◆ What you need to do
Transcribe every entry word for word.

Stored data

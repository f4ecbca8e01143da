//! Hard per-document discovery failures
//!
//! A failure blocks discovery only for the classifier version that produced
//! it; a version bump or an explicit clear re-enables the document.

use fqp_common::Result;
use serde::{Deserialize, Serialize};
use sqlx::SqlitePool;
use std::fmt;
use std::str::FromStr;

#[derive(Debug, Clone, Copy, PartialEq, Eq, Serialize, Deserialize)]
#[serde(rename_all = "SCREAMING_SNAKE_CASE")]
pub enum Phase {
    Unit,
    Label,
}

impl Phase {
    pub fn as_str(&self) -> &'static str {
        match self {
            Phase::Unit => "UNIT",
            Phase::Label => "LABEL",
        }
    }
}

impl fmt::Display for Phase {
    fn fmt(&self, f: &mut fmt::Formatter<'_>) -> fmt::Result {
        f.write_str(self.as_str())
    }
}

impl FromStr for Phase {
    type Err = String;

    fn from_str(s: &str) -> std::result::Result<Self, Self::Err> {
        match s.trim().to_ascii_uppercase().as_str() {
            "UNIT" => Ok(Phase::Unit),
            "LABEL" => Ok(Phase::Label),
            other => Err(format!("unknown phase '{}' (expected unit or label)", other)),
        }
    }
}

pub async fn record(
    pool: &SqlitePool,
    doc_id: i64,
    phase: Phase,
    classifier_version: &str,
    detail: &str,
) -> Result<()> {
    sqlx::query(
        r#"
        INSERT INTO phase_failures (doc_id, phase, classifier_version, detail)
        VALUES (?, ?, ?, ?)
        ON CONFLICT(doc_id, phase) DO UPDATE SET
            classifier_version = excluded.classifier_version,
            detail = excluded.detail,
            recorded_at = CURRENT_TIMESTAMP
        "#,
    )
    .bind(doc_id)
    .bind(phase.as_str())
    .bind(classifier_version)
    .bind(detail)
    .execute(pool)
    .await?;

    Ok(())
}

/// Failure detail recorded for this document at `classifier_version`
pub async fn active(
    pool: &SqlitePool,
    doc_id: i64,
    phase: Phase,
    classifier_version: &str,
) -> Result<Option<String>> {
    let detail = sqlx::query_scalar(
        "SELECT detail FROM phase_failures WHERE doc_id = ? AND phase = ? AND classifier_version = ?",
    )
    .bind(doc_id)
    .bind(phase.as_str())
    .bind(classifier_version)
    .fetch_optional(pool)
    .await?;
    Ok(detail)
}

pub async fn clear(pool: &SqlitePool, doc_id: i64, phase: Phase) -> Result<bool> {
    let result = sqlx::query("DELETE FROM phase_failures WHERE doc_id = ? AND phase = ?")
        .bind(doc_id)
        .bind(phase.as_str())
        .execute(pool)
        .await?;
    Ok(result.rows_affected() == 1)
}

◆ Solution for this exercise
repository f4ecbca8e01143da
//! Hard per-document discovery failures
//!
//! A failure blocks discovery only for the classifier version that produced
//! it; a version bump or an explicit clear re-enables the document.

use fqp_common::Result;
use serde::{Deserialize, Serialize};
use sqlx::SqlitePool;
use std::fmt;
use std::str::FromStr;

#[derive(Debug, Clone, Copy, PartialEq, Eq, Serialize, Deserialize)]
#[serde(rename_all = "SCREAMING_SNAKE_CASE")]
pub enum Phase {
    Unit,
    Label,
}

impl Phase {
    pub fn as_str(&self) -> &'static str {
        match self {
            Phase::Unit => "UNIT",
            Phase::Label => "LABEL",
        }
    }
}

impl fmt::Display for Phase {
    fn fmt(&self, f: &mut fmt::Formatter<'_>) -> fmt::Result {
        f.write_str(self.as_str())
    }
}

impl FromStr for Phase {
    type Err = String;

    fn from_str(s: &str) -> std::result::Result<Self, Self::Err> {
        match s.trim().to_ascii_uppercase().as_str() {
            "UNIT" => Ok(Phase::Unit),
            "LABEL" => Ok(Phase::Label),
            other => Err(format!("unknown phase '{}' (expected unit or label)", other)),
        }
    }
}

pub async fn record(
    pool: &SqlitePool,
    doc_id: i64,
    phase: Phase,
    classifier_version: &str,
    detail: &str,
) -> Result<()> {
    sqlx::query(
        r#"
        INSERT INTO phase_failures (doc_id, phase, classifier_version, detail)
        VALUES (?, ?, ?, ?)
        ON CONFLICT(doc_id, phase) DO UPDATE SET
            classifier_version = excluded.classifier_version,
            detail = excluded.detail,
            recorded_at = CURRENT_TIMESTAMP
        "#,
    )
    .bind(doc_id)
    .bind(phase.as_str())
    .bind(classifier_version)
    .bind(detail)
    .execute(pool)
    .await?;

    Ok(())
}

/// Failure detail recorded for this document at `classifier_version`
pub async fn active(
    pool: &SqlitePool,
    doc_id: i64,
    phase: Phase,
    classifier_version: &str,
) -> Result<Option<String>> {
    let detail = sqlx::query_scalar(
        "SELECT detail FROM phase_failures WHERE doc_id = ? AND phase = ? AND classifier_version = ?",
    )
    .bind(doc_id)
    .bind(phase.as_str())
    .bind(classifier_version)
    .fetch_optional(pool)
    .await?;
    Ok(detail)
}

pub async fn clear(pool: &SqlitePool, doc_id: i64, phase: Phase) -> Result<bool> {
    let result = sqlx::query("DELETE FROM phase_failures WHERE doc_id = ? AND phase = ?")
        .bind(doc_id)
        .bind(phase.as_str())
        .execute(pool)
        .await?;
    Ok(result.rows_affected() == 1)
}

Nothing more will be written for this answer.